> **Problem requirements**
Nothing but the lines from the top of the following entries through the line with "Severity::Error => self.error_count" should be printed, exactly as they are.
START Data in this exercise
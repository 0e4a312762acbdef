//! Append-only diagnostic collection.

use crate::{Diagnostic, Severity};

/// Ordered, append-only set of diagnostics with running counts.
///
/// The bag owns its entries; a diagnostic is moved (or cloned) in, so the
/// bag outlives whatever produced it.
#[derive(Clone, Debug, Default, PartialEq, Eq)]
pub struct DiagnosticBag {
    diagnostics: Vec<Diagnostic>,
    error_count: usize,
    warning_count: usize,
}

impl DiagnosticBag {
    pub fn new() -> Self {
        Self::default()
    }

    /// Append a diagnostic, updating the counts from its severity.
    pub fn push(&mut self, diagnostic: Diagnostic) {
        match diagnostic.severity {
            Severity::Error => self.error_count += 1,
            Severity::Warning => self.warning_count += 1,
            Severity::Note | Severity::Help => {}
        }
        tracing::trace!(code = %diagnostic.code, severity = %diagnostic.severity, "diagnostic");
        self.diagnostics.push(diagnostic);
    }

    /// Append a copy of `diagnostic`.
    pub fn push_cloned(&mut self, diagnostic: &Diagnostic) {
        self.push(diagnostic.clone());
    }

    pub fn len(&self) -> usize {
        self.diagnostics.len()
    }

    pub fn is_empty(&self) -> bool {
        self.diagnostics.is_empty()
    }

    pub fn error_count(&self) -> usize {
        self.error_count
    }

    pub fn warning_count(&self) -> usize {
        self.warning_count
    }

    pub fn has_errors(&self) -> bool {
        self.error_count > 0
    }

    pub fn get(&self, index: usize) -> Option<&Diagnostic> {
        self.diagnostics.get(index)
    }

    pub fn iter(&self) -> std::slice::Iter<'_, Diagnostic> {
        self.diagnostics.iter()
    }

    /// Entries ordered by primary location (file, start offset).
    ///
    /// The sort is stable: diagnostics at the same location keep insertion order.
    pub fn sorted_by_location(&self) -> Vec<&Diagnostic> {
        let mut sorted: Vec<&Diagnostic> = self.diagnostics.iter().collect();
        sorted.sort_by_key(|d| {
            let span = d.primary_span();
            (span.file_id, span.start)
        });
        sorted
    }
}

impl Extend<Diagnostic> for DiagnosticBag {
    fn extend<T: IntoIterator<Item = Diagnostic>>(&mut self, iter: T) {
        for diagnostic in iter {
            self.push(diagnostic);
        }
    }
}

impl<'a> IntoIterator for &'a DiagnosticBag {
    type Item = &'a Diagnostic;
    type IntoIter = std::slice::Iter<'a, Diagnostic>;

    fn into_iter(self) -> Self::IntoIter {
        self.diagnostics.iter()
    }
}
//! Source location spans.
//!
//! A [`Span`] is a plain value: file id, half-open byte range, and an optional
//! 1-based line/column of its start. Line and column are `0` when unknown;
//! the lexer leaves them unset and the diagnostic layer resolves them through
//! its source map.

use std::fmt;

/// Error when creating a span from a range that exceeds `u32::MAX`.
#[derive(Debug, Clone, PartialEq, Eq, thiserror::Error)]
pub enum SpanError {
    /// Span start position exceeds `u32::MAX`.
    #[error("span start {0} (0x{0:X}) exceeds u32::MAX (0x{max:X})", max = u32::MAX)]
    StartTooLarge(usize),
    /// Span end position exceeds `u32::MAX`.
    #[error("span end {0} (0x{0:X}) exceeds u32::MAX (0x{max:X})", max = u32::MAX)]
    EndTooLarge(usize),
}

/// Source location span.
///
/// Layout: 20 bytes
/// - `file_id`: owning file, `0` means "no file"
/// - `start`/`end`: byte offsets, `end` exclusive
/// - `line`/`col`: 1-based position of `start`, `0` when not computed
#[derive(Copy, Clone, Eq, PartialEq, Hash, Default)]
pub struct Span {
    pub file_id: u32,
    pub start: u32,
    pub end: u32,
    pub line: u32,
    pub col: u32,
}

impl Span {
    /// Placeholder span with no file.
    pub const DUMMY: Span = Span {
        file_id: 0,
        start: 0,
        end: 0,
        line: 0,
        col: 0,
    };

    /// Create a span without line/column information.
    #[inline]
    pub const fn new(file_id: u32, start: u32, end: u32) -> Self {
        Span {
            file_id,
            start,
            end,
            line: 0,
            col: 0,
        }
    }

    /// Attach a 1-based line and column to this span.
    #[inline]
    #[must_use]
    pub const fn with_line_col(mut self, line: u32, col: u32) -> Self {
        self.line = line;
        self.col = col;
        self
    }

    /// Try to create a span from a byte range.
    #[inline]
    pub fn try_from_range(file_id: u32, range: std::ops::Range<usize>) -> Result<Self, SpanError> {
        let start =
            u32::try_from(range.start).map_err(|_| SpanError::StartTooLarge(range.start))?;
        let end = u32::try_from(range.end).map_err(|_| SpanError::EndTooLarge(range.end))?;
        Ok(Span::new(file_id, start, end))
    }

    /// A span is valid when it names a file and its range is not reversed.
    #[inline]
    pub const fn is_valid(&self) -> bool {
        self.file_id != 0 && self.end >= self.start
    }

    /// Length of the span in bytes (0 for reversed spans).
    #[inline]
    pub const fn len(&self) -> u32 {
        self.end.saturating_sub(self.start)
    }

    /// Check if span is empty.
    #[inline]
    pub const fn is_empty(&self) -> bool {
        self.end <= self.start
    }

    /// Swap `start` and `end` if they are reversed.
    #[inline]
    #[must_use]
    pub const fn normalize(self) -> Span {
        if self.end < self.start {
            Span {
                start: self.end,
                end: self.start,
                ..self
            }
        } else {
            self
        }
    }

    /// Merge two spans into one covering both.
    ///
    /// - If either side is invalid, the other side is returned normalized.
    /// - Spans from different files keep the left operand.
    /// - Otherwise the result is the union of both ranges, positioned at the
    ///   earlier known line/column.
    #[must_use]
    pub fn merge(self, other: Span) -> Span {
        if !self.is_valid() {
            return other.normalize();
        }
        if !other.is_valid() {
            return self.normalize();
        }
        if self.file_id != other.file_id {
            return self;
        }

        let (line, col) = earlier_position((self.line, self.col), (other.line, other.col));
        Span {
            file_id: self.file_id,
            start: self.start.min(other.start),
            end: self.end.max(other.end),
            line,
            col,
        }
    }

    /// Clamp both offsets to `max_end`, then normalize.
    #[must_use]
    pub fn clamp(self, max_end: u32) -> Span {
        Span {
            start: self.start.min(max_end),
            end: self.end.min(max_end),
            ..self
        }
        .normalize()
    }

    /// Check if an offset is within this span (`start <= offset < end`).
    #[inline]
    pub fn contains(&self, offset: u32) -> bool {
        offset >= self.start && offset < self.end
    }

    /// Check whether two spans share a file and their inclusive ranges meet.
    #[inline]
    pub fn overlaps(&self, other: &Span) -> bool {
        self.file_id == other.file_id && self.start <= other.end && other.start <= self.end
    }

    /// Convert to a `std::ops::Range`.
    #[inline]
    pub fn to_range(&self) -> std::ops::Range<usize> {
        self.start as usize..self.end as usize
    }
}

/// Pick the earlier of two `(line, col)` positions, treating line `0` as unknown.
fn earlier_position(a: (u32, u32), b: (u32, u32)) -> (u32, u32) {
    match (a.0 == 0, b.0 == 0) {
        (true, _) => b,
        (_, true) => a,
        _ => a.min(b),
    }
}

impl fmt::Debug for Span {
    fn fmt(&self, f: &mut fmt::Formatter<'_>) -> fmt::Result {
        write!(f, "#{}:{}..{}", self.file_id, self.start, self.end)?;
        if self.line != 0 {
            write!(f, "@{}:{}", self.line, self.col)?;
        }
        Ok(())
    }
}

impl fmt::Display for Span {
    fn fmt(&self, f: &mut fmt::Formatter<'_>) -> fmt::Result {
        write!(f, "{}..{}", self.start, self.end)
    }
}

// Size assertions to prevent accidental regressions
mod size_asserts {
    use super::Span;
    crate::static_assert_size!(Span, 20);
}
END Data in this exercise
> **Problem solution**
repository 0e4a312762acbdef
//! Append-only diagnostic collection.

use crate::{Diagnostic, Severity};

/// Ordered, append-only set of diagnostics with running counts.
///
/// The bag owns its entries; a diagnostic is moved (or cloned) in, so the
/// bag outlives whatever produced it.
#[derive(Clone, Debug, Default, PartialEq, Eq)]
pub struct DiagnosticBag {
    diagnostics: Vec<Diagnostic>,
    error_count: usize,
    warning_count: usize,
}

impl DiagnosticBag {
    pub fn new() -> Self {
        Self::default()
    }

    /// Append a diagnostic, updating the counts from its severity.
    pub fn push(&mut self, diagnostic: Diagnostic) {
        match diagnostic.severity {
            Severity::Error => self.error_count += 1,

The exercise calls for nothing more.